WHAT TO PRODUCE → When the word "spent" appears in a line of the data below, list that line.

THE DATA →
//! Garbage Can - entry point
//!
//! Reads one flat input vector (stdin or a file), runs the 81-scenario
//! sweep, and prints the legacy report. An optional JSON dump of the
//! summary records can be written alongside.

use clap::Parser;
use garbage_can::core::error::Result;
use garbage_can::input::parse_input;
use garbage_can::model::sweep::{run_sweep, SweepOutput};
use garbage_can::report;

use std::fs;
use std::io::Read;
use std::path::PathBuf;

/// Batch sweep over the garbage-can organizational choice model
#[derive(Parser, Debug)]
#[command(name = "garbage-can")]
#[command(about = "Run the 81-scenario organizational choice sweep")]
struct Args {
    /// Input file; reads stdin when omitted
    #[arg(long)]
    input: Option<PathBuf>,

    /// Write the sweep summaries as JSON to this path
    #[arg(long)]
    json: Option<PathBuf>,

    /// Print the per-period history tables regardless of the IO flag
    #[arg(long, default_value_t = false)]
    history: bool,
}

fn main() -> Result<()> {
    tracing_subscriber::fmt()
        .with_env_filter(
            std::env::var("RUST_LOG").unwrap_or_else(|_| "garbage_can=info".to_string()),
        )
        .init();

    let args = Args::parse();

    let text = match &args.input {
        Some(path) => fs::read_to_string(path)?,
        None => {
            let mut buffer = String::new();
            std::io::stdin().read_to_string(&mut buffer)?;
            buffer
        }
    };

    // The legacy reader treats an empty deck as "nothing to do"
    if text.trim().is_empty() {
        return Ok(());
    }

    let inputs = parse_input(&text)?;
    let runs = run_sweep(&inputs);

    let show_history = args.history || inputs.history_requested();
    print!(
        "{}",
        report::render_sweep(&runs, inputs.movement, show_history)
    );

    if let Some(path) = &args.json {
        let output = SweepOutput::new(inputs.movement, &runs);
        fs::write(path, output.to_json())?;
        tracing::info!(path = %path.display(), "wrote JSON summary dump");
    }

    Ok(())
}
//! Summary statistics derived from scenario history
//!
//! Computed once per scenario from the three snapshot matrices plus the
//! accumulators the period simulator carried. The legacy letter codes are
//! kept on each field for cross-reference with the classic model's output.

use serde::{Deserialize, Serialize};

use crate::core::types::{ChoiceStatus, NUM_PERIODS, NUM_PROBLEMS};
use crate::model::history::{ProblemCell, ScenarioHistory};
use crate::model::state::ScenarioState;

#[derive(Debug, Clone, Copy, PartialEq, Serialize, Deserialize)]
pub struct ScenarioStats {
    /// Choices still active in the final period (KZ)
    pub choices_active_at_end: u32,
    /// Period-choice cells spent active (KY)
    pub active_choice_periods: u32,
    /// Decision-maker reassignments between consecutive periods (KX)
    pub maker_moves: u32,
    /// Problems not solved by the final period (KW)
    pub problems_unresolved: u32,
    /// Problem-cell changes between consecutive periods (KV)
    pub problem_moves: u32,
    /// Period-problem cells spent entered but unattached (KU)
    pub unattached_problem_periods: u32,
    /// Period-problem cells spent attached to a choice (KT)
    pub attached_problem_periods: u32,
    /// Periods a decision maker ended unassigned (KS)
    pub idle_maker_periods: u32,
    /// Energy of unassigned decision makers, summed over periods (XR)
    pub unused_energy: f64,
    /// Energy beyond requirement at the moment choices were made (XS)
    pub surplus_energy: f64,
}

impl ScenarioStats {
    /// Derive the full statistics record for a finished scenario.
    pub fn from_history(history: &ScenarioHistory, state: &ScenarioState) -> Self {
        let mut choices_active_at_end = 0;
        let mut active_choice_periods = 0;
        for (t, row) in history.choices.iter().enumerate() {
            for status in row {
                if *status != ChoiceStatus::Active {
                    continue;
                }
                active_choice_periods += 1;
                if t == NUM_PERIODS - 1 {
                    choices_active_at_end += 1;
                }
            }
        }

        let mut maker_moves = 0;
        for t in 1..NUM_PERIODS {
            for k in 0..history.makers[t].len() {
                if history.makers[t][k] != history.makers[t - 1][k] {
                    maker_moves += 1;
                }
            }
        }

        let mut unattached_problem_periods = 0;
        let mut attached_problem_periods = 0;
        let mut solved_at_end = 0;
        for (t, row) in history.problems.iter().enumerate() {
            for cell in row {
                match cell {
                    ProblemCell::Unattached => unattached_problem_periods += 1,
                    ProblemCell::NotEntered => {}
                    ProblemCell::Solved => {
                        if t == NUM_PERIODS - 1 {
                            solved_at_end += 1;
                        }
                    }
                    ProblemCell::Attached(_) => attached_problem_periods += 1,
                }
            }
        }
        let problems_unresolved = NUM_PROBLEMS as u32 - solved_at_end;

        let mut problem_moves = 0;
        for t in 1..NUM_PERIODS {
            for j in 0..history.problems[t].len() {
                if history.problems[t][j] != history.problems[t - 1][j] {
                    problem_moves += 1;
                }
            }
        }

        Self {
            choices_active_at_end,
            active_choice_periods,
            maker_moves,
            problems_unresolved,
            problem_moves,
            unattached_problem_periods,
            attached_problem_periods,
            idle_maker_periods: state.idle_maker_periods,
            unused_energy: state.unused_energy,
            surplus_energy: state.surplus_energy,
        }
    }
}
pub mod coords;
pub mod history;
pub mod period;
pub mod state;
pub mod stats;
pub mod sweep;

pub use coords::{
    AccessStructure, DecisionStructure, EnergyDistribution, EnergyLoad, ScenarioCoords,
};
pub use history::{ProblemCell, ScenarioHistory};
pub use state::ScenarioState;
pub use stats::ScenarioStats;
pub use sweep::{run_scenario, run_sweep, ScenarioRun, ScenarioSummary, SweepOutput};
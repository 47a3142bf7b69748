//! Parameter sweep driver
//!
//! The outer control loop: one fresh scenario per coordinate tuple, 81 in
//! all. State never crosses a scenario boundary; each run owns its state
//! and history exclusively and hands the statistics aggregator the final
//! snapshot.

use serde::Serialize;

use crate::core::types::{MovementCondition, Period};
use crate::input::RunInputs;
use crate::model::coords::ScenarioCoords;
use crate::model::history::ScenarioHistory;
use crate::model::period::run_period;
use crate::model::state::ScenarioState;
use crate::model::stats::ScenarioStats;

/// One summary record per scenario: the coordinates plus the statistics
#[derive(Debug, Clone, Copy, PartialEq, Serialize)]
pub struct ScenarioSummary {
    pub coords: ScenarioCoords,
    pub stats: ScenarioStats,
}

/// Everything one scenario produced
#[derive(Debug, Clone, PartialEq)]
pub struct ScenarioRun {
    pub summary: ScenarioSummary,
    pub history: ScenarioHistory,
}

/// Complete sweep output in machine-readable form
#[derive(Debug, Clone, PartialEq, Serialize)]
pub struct SweepOutput {
    pub movement: MovementCondition,
    pub scenarios: Vec<ScenarioSummary>,
}

/// Run a single scenario from a fresh state.
pub fn run_scenario(coords: ScenarioCoords, inputs: &RunInputs) -> ScenarioRun {
    let mut state = ScenarioState::new(coords);
    let mut history = ScenarioHistory::new();
    for period in Period::all() {
        run_period(&mut state, inputs, period, &mut history);
    }
    let stats = ScenarioStats::from_history(&history, &state);
    ScenarioRun {
        summary: ScenarioSummary { coords, stats },
        history,
    }
}

/// Run all 81 sweep combinations in fixed nested order.
pub fn run_sweep(inputs: &RunInputs) -> Vec<ScenarioRun> {
    tracing::info!(movement = inputs.movement.0, "starting 81-scenario sweep");
    ScenarioCoords::sweep()
        .map(|coords| {
            tracing::debug!(
                load = coords.load.code(),
                access = coords.access.code(),
                structure = coords.structure.code(),
                energy = coords.energy.code(),
                "running scenario"
            );
            run_scenario(coords, inputs)
        })
        .collect()
}

impl SweepOutput {
    pub fn new(movement: MovementCondition, runs: &[ScenarioRun]) -> Self {
        Self {
            movement,
            scenarios: runs.iter().map(|run| run.summary).collect(),
        }
    }

    pub fn to_json(&self) -> String {
        serde_json::to_string_pretty(&self).unwrap_or_else(|_| "{}".to_string())
    }
}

RESPONSE TO THIS TASK →
    /// Period-choice cells spent active (KY)
    /// Period-problem cells spent entered but unattached (KU)
    /// Period-problem cells spent attached to a choice (KT)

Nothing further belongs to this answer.